The Worst Bread I've ever made

the worst bread I've ever made

These really are the heaviest, hardest, most concrete like bricks of bread I've ever made, and I include in that summary all the crumbly pasty doughs of my early youth, before I learned about flour and baker's percentages.

What went wrong? Nothing really. The flour was a white bread flour, from Lidl admittedly but I've used it before with good results. The dough mixed up fine in the Santos, I didn't forget the salt and the yeast, which had received the blame, was almost certainly alive when I added it to the mix, I've proved this by starting another batch with some of its brethren. All fine.

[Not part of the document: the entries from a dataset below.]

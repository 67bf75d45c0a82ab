use std::env;
use std::fs;
use std::path::Path;

use anyhow::{Context, Result};

use crate::cli::InitArgs;
use penmark::build::CONTENT_DIR;
use penmark::config::{CONFIG_FILE, Config, is_project_root};

use super::expand_tilde;

const SAMPLE_ARTICLE: &str = r#"---
title: "Hello from penmark"
description: "A first article to check the pipeline."
date: "2024-01-01T09:00:00+09:00"
tags:
  - welcome
---

This is the starter article. Edit it or drop in your own Markdown files.

https://x.com/jack/status/20
"#;

pub fn run_init_command(args: InitArgs) -> Result<()> {
    let root = match args.root.as_deref() {
        Some(value) => expand_tilde(value),
        None => env::current_dir().context("failed to resolve current directory")?,
    };

    initialise(&root)?;

    let config = Config::load(root.join(CONFIG_FILE))?;
    println!("Initialized {}", root.display());
    for font in [&config.og.regular_font, &config.og.bold_font] {
        if !root.join(font).is_file() {
            println!("Place a font file at {font} before running `penmark build`.");
        }
    }
    Ok(())
}

fn initialise(root: &Path) -> Result<()> {
    let config_path = root.join(CONFIG_FILE);
    let config = if is_project_root(root) {
        Config::load(&config_path)?
    } else {
        fs::create_dir_all(root)
            .with_context(|| format!("failed to create {}", root.display()))?;
        let config = Config::default();
        config.save(&config_path)?;
        config
    };

    for collection in &config.collections {
        create_directory(&root.join(CONTENT_DIR).join(collection))?;
    }
    if let Some(fonts) = root.join(&config.og.regular_font).parent() {
        create_directory(fonts)?;
    }

    if let Some(first) = config.collections.first() {
        let sample = root.join(CONTENT_DIR).join(first).join("hello.md");
        if !sample.exists() {
            fs::write(&sample, SAMPLE_ARTICLE)
                .with_context(|| format!("failed to write {}", sample.display()))?;
        }
    }
    Ok(())
}

fn create_directory(path: &Path) -> Result<()> {
    if !path.exists() {
        fs::create_dir_all(path)
            .with_context(|| format!("failed to create directory {}", path.display()))?;
    }
    Ok(())
}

But the water and the kitchen were a bit cold, I wasn't really paying attention, doing a couple of other things at the same time (which it pains me to admit are nearly as unsuccessful) and I've lost my cooking mojo. Just recently, I couldn't care less.

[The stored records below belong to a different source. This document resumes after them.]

use super::*;
use std::fs;
use std::sync::atomic::{AtomicUsize, Ordering};

use anyhow::bail;
use tempfile::TempDir;
use time::macros::datetime;

use crate::og::{Canvas, LayoutEngine, LayoutNode, RasterOptions, Rasterizer};

struct TextLayout;

impl LayoutEngine for TextLayout {
    fn layout(&self, tree: &LayoutNode, _: &FontAssets, _: Canvas) -> Result<String> {
        Ok(format!("{tree:?}"))
    }
}

struct BrokenLayout;

impl LayoutEngine for BrokenLayout {
    fn layout(&self, _: &LayoutNode, _: &FontAssets, _: Canvas) -> Result<String> {
        bail!("layout exploded")
    }
}

struct CountingRasterizer {
    calls: Arc<AtomicUsize>,
}

impl Rasterizer for CountingRasterizer {
    fn rasterize(&self, svg: &str, _: &RasterOptions) -> Result<Vec<u8>> {
        self.calls.fetch_add(1, Ordering::SeqCst);
        let mut png = b"\x89PNG".to_vec();
        png.extend_from_slice(svg.as_bytes());
        Ok(png)
    }
}

fn fonts() -> Arc<FontAssets> {
    Arc::new(FontAssets::from_bytes(Vec::new(), Vec::new(), "OgSans"))
}

fn renderer(calls: &Arc<AtomicUsize>) -> OgRenderer {
    OgRenderer::new(
        Box::new(TextLayout),
        Box::new(CountingRasterizer {
            calls: Arc::clone(calls),
        }),
        fonts(),
        og_template(&Config::default()),
    )
}

fn write_article(root: &Path, relative: &str, front_matter: &str, body: &str) {
    let path = root.join(CONTENT_DIR).join(relative);
    fs::create_dir_all(path.parent().unwrap()).unwrap();
    fs::write(path, format!("---\n{front_matter}\n---\n{body}")).unwrap();
}

fn seed_site(root: &Path) {
    write_article(
        root,
        "blog/hello.md",
        "title: Hello\ndescription: First post\ndate: 2024-06-10T09:00:00+09:00\ntags: [rust]",
        "Some words here.\n\nhttps://x.com/jdoe/status/42\n",
    );
    write_article(
        root,
        "blog/older.md",
        "title: Older\ndate: 2024-01-05",
        "Earlier text.",
    );
    write_article(
        root,
        "blog/secret.md",
        "title: Secret\ndate: 2024-06-01\ndraft: true",
        "Hidden.",
    );
    write_article(
        root,
        "projects/tool/index.md",
        "title: Tool\ndate: 2023-03-01",
        "A project.",
    );
}

fn started() -> OffsetDateTime {
    datetime!(2024-06-12 03:00 UTC)
}

fn build(root: &Path, renderer: &OgRenderer, plan: BuildPlan) -> Result<BuildSummary> {
    build_with_renderer(root, &Config::default(), renderer, plan, started())
}

fn search_titles(root: &Path) -> Vec<String> {
    let raw = fs::read(root.join(OUTPUT_DIR).join("search.json")).unwrap();
    let json: serde_json::Value = serde_json::from_slice(&raw).unwrap();
    json["items"]
        .as_array()
        .unwrap()
        .iter()
        .map(|item| item["title"].as_str().unwrap().to_string())
        .collect()
}

#[test]
fn build_writes_every_artifact() {
    let dir = TempDir::new().unwrap();
    let root = dir.path();
    seed_site(root);
    let calls = Arc::new(AtomicUsize::new(0));

    let summary = build(root, &renderer(&calls), BuildPlan::default()).unwrap();
    assert_eq!(summary.articles, 3);
    assert_eq!(summary.pages_rendered, 3);
    assert_eq!(summary.tweet_embeds, 1);
    assert_eq!(summary.search_items, 2);
    assert_eq!(summary.previews_rendered, 3);
    assert_eq!(calls.load(Ordering::SeqCst), 3);

    let out = root.join(OUTPUT_DIR);
    let hello = fs::read_to_string(out.join("blog/hello/index.html")).unwrap();
    assert!(hello.contains("twitter-card"), "{hello}");
    assert!(out.join("projects/tool/index.html").is_file());
    assert!(!out.join("blog/secret/index.html").exists());

    assert_eq!(search_titles(root), vec!["Hello", "Older"]);
    let stats: serde_json::Value =
        serde_json::from_slice(&fs::read(out.join("stats.json")).unwrap()).unwrap();
    assert_eq!(stats["topPosts"].as_array().unwrap().len(), 2);
    assert_eq!(stats["dailySeries"][27]["date"], "2024-06-10");
    assert_eq!(stats["dailySeries"][27]["count"], 1);

    for key in ["blog/hello", "blog/older", "projects/tool"] {
        let png = fs::read(out.join("og-image").join(format!("{key}.png"))).unwrap();
        assert!(png.starts_with(b"\x89PNG"), "{key}");
    }
    assert!(!out.join("og-image/blog/secret.png").exists());
}

#[test]
fn preview_uses_site_description_when_missing() {
    let dir = TempDir::new().unwrap();
    let root = dir.path();
    seed_site(root);
    let calls = Arc::new(AtomicUsize::new(0));
    build(root, &renderer(&calls), BuildPlan::default()).unwrap();

    let png = fs::read(root.join(OUTPUT_DIR).join("og-image/blog/older.png")).unwrap();
    let text = String::from_utf8_lossy(&png);
    assert!(text.contains(&Config::default().description), "{text}");
    assert!(text.contains("2024/01/05"), "{text}");
}

#[test]
fn drafts_are_published_when_requested() {
    let dir = TempDir::new().unwrap();
    let root = dir.path();
    seed_site(root);
    let calls = Arc::new(AtomicUsize::new(0));
    let plan = BuildPlan {
        include_drafts: true,
        ..BuildPlan::default()
    };

    let summary = build(root, &renderer(&calls), plan).unwrap();
    assert_eq!(summary.articles, 4);
    assert_eq!(search_titles(root), vec!["Hello", "Secret", "Older"]);
    assert!(
        root.join(OUTPUT_DIR)
            .join("og-image/blog/secret.png")
            .is_file()
    );
}

#[test]
fn unchanged_previews_are_skipped_on_rebuild() {
    let dir = TempDir::new().unwrap();
    let root = dir.path();
    seed_site(root);
    let calls = Arc::new(AtomicUsize::new(0));
    let renderer = renderer(&calls);

    build(root, &renderer, BuildPlan::default()).unwrap();
    let second = build(root, &renderer, BuildPlan::default()).unwrap();
    assert_eq!(second.previews_rendered, 0);
    assert_eq!(second.previews_unchanged, 3);

    write_article(
        root,
        "blog/older.md",
        "title: Older, renamed\ndate: 2024-01-05",
        "Earlier text.",
    );
    let third = build(root, &renderer, BuildPlan::default()).unwrap();
    assert_eq!(third.previews_rendered, 1);

    let forced = build(
        root,
        &renderer,
        BuildPlan {
            force: true,
            ..BuildPlan::default()
        },
    )
    .unwrap();
    assert_eq!(forced.previews_rendered, 3);
    assert_eq!(calls.load(Ordering::SeqCst), 7);
}

#[test]
fn deleted_preview_is_rendered_again() {
    let dir = TempDir::new().unwrap();
    let root = dir.path();
    seed_site(root);
    let calls = Arc::new(AtomicUsize::new(0));
    let renderer = renderer(&calls);

    build(root, &renderer, BuildPlan::default()).unwrap();
    fs::remove_file(root.join(OUTPUT_DIR).join("og-image/blog/hello.png")).unwrap();
    let rebuilt = build(root, &renderer, BuildPlan::default()).unwrap();
    assert_eq!(rebuilt.previews_rendered, 1);
}

#[test]
fn undated_blog_article_fails_before_writing() {
    let dir = TempDir::new().unwrap();
    let root = dir.path();
    seed_site(root);
    write_article(root, "blog/undated.md", "title: Undated", "No date.");
    let calls = Arc::new(AtomicUsize::new(0));

    let error = build(root, &renderer(&calls), BuildPlan::default()).unwrap_err();
    assert!(format!("{error:#}").contains("date is required"), "{error:#}");
    assert!(!root.join(OUTPUT_DIR).exists());
    assert_eq!(calls.load(Ordering::SeqCst), 0);
}

#[test]
fn undated_project_uses_build_time_on_its_card() {
    let dir = TempDir::new().unwrap();
    let root = dir.path();
    write_article(root, "projects/wip.md", "title: WIP", "Soon.");
    let calls = Arc::new(AtomicUsize::new(0));

    build(root, &renderer(&calls), BuildPlan::default()).unwrap();
    let png = fs::read(root.join(OUTPUT_DIR).join("og-image/projects/wip.png")).unwrap();
    // 03:00 UTC is noon at the default +09:00 offset.
    assert!(String::from_utf8_lossy(&png).contains("2024/06/12"));
}

#[test]
fn layout_failure_aborts_the_build() {
    let dir = TempDir::new().unwrap();
    let root = dir.path();
    seed_site(root);
    let broken = OgRenderer::new(
        Box::new(BrokenLayout),
        Box::new(CountingRasterizer {
            calls: Arc::new(AtomicUsize::new(0)),
        }),
        fonts(),
        og_template(&Config::default()),
    );

    let error = build(root, &broken, BuildPlan::default()).unwrap_err();
    assert!(format!("{error:#}").contains("layout exploded"), "{error:#}");
    assert!(!root.join(OUTPUT_DIR).join("search.json").exists());
}

#[test]
fn missing_fonts_fail_before_content_is_read() {
    let dir = TempDir::new().unwrap();
    let error = build_site(dir.path(), BuildPlan::default()).unwrap_err();
    assert!(error.to_string().contains("OG font not found"), "{error}");
}

#[test]
fn production_build_unpublishes_earlier_draft_output() {
    let dir = TempDir::new().unwrap();
    let root = dir.path();
    seed_site(root);
    let calls = Arc::new(AtomicUsize::new(0));
    let renderer = renderer(&calls);
    let out = root.join(OUTPUT_DIR);

    let with_drafts = BuildPlan {
        include_drafts: true,
        ..BuildPlan::default()
    };
    build(root, &renderer, with_drafts).unwrap();
    assert!(out.join("og-image/blog/secret.png").is_file());
    assert!(out.join("blog/secret/index.html").is_file());

    let production = build(root, &renderer, BuildPlan::default()).unwrap();
    assert_eq!(production.stale_removed, 2);
    assert!(!out.join("og-image/blog/secret.png").exists());
    assert!(!out.join("blog/secret").exists());
    assert!(out.join("og-image/blog/hello.png").is_file());
    assert!(out.join("blog/hello/index.html").is_file());
    assert_eq!(search_titles(root), vec!["Hello", "Older"]);
}

#[test]
fn deleted_article_output_is_removed() {
    let dir = TempDir::new().unwrap();
    let root = dir.path();
    seed_site(root);
    let calls = Arc::new(AtomicUsize::new(0));
    let renderer = renderer(&calls);
    let out = root.join(OUTPUT_DIR);

    build(root, &renderer, BuildPlan::default()).unwrap();
    fs::remove_file(root.join(CONTENT_DIR).join("projects/tool/index.md")).unwrap();
    let rebuilt = build(root, &renderer, BuildPlan::default()).unwrap();

    assert_eq!(rebuilt.stale_removed, 2);
    assert!(!out.join("projects/tool").exists());
    assert!(!out.join("og-image/projects/tool.png").exists());
    assert_eq!(rebuilt.previews_unchanged, 2);

    let again = build(root, &renderer, BuildPlan::default()).unwrap();
    assert_eq!(again.stale_removed, 0);
}

#[test]
fn build_project_reads_saved_configuration() {
    let dir = TempDir::new().unwrap();
    let root = dir.path();
    seed_site(root);
    let config = Config {
        title: "Field Notes".to_string(),
        base_path: "/notes/".to_string(),
        ..Config::default()
    };
    config.save(root.join(CONFIG_FILE)).unwrap();
    let calls = Arc::new(AtomicUsize::new(0));

    let summary = build_project(root, BuildPlan::default(), started(), |loaded| {
        assert_eq!(loaded, &config);
        Ok(renderer(&calls))
    })
    .unwrap();
    assert_eq!(summary.search_items, 2);

    let raw = fs::read(root.join(OUTPUT_DIR).join("search.json")).unwrap();
    let json: serde_json::Value = serde_json::from_slice(&raw).unwrap();
    assert_eq!(json["items"][0]["url"], "/notes/blog/hello");
    assert_eq!(json["items"][0]["ogImage"], "/notes/og-image/blog/hello.png");
}

#[test]
fn build_project_loads_default_configuration_file() {
    let dir = TempDir::new().unwrap();
    let root = dir.path();
    seed_site(root);
    Config::default().save(root.join(CONFIG_FILE)).unwrap();
    let calls = Arc::new(AtomicUsize::new(0));

    let summary =
        build_project(root, BuildPlan::default(), started(), |_| Ok(renderer(&calls))).unwrap();
    assert_eq!(summary.articles, 3);
    assert_eq!(calls.load(Ordering::SeqCst), 3);
}

#[test]
fn invalid_configuration_fails_before_renderer_is_built() {
    let dir = TempDir::new().unwrap();
    let root = dir.path();
    fs::write(root.join(CONFIG_FILE), "timezone: Mars/Olympus\n").unwrap();

    let error = build_project(root, BuildPlan::default(), started(), |_| {
        panic!("renderer requested for an invalid configuration")
    })
    .unwrap_err();
    assert!(format!("{error:#}").contains("timezone"), "{error:#}");
}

It's pervading my entire life and although I can coast, keep my fingers crossed and be forgiving of my failures really it's not a healthy state of mind. It shows up in everything I do or rather don't do, no painting, no gardening, no blogging. Something has to change so I don't promise anything but I'm going to try harder off screen and hope it boils over into the webbysphere. Fingers crossed.

Thursday, November 05, 2009

Balls

takoyaki pan

I wanted an aebleskiver pan but despite the fact these originate in Denmark I could only find suppliers in the States. It made me cross to think that something that should be almost local to me here in the UK or France would have to be shipped such a long way.

takoyaki cooking

So, with perfect logic, I decided to buy the Japanese equivalent, a Takoyaki Pan, reasoning that an authentic Japanese pan might have to be ferried half way around the world but at least I'd have the real thing. I ordered it from the Japan Centre in London and with postage it cost me about £35.

It was made in China.

cooked takoyaki

The street food Takoyaki is made with octopus, or sometimes shrimp along with a selection of usual Japanese flavourings, ginger, spring onion, dashi in the batter. This is obviously not vegan and I've yet to perfect a substitute filling because this is only my second attempt with the pan.

For these, I made a simple batter of self raising flour, nutritional yeast and soy milk, flavoured with grated ginger, chopped shallot (no spring onions) and a little finely shredded cabbage. The texture is good and the flavour has potential although once dressed with the traditional Japanese toppings of mayonnaise and brown sauce it's hard to imagine any flavour really shining through them.

sauced takoyaki

Japanese brown sauce isn't quite Worcestershire, nor Daddies, nor Plum sauce but occupies some special area in between them all. I don't have any and used some of our own "brown sauce" based on green tomatoes and heavily spiced. It's a good substitute but use vegan Worcestershire varieties if you have nothing else.

I skipped the mayo, these babies are already mighty greasy.

eat takoyaki

Fried food, you've just got to love it.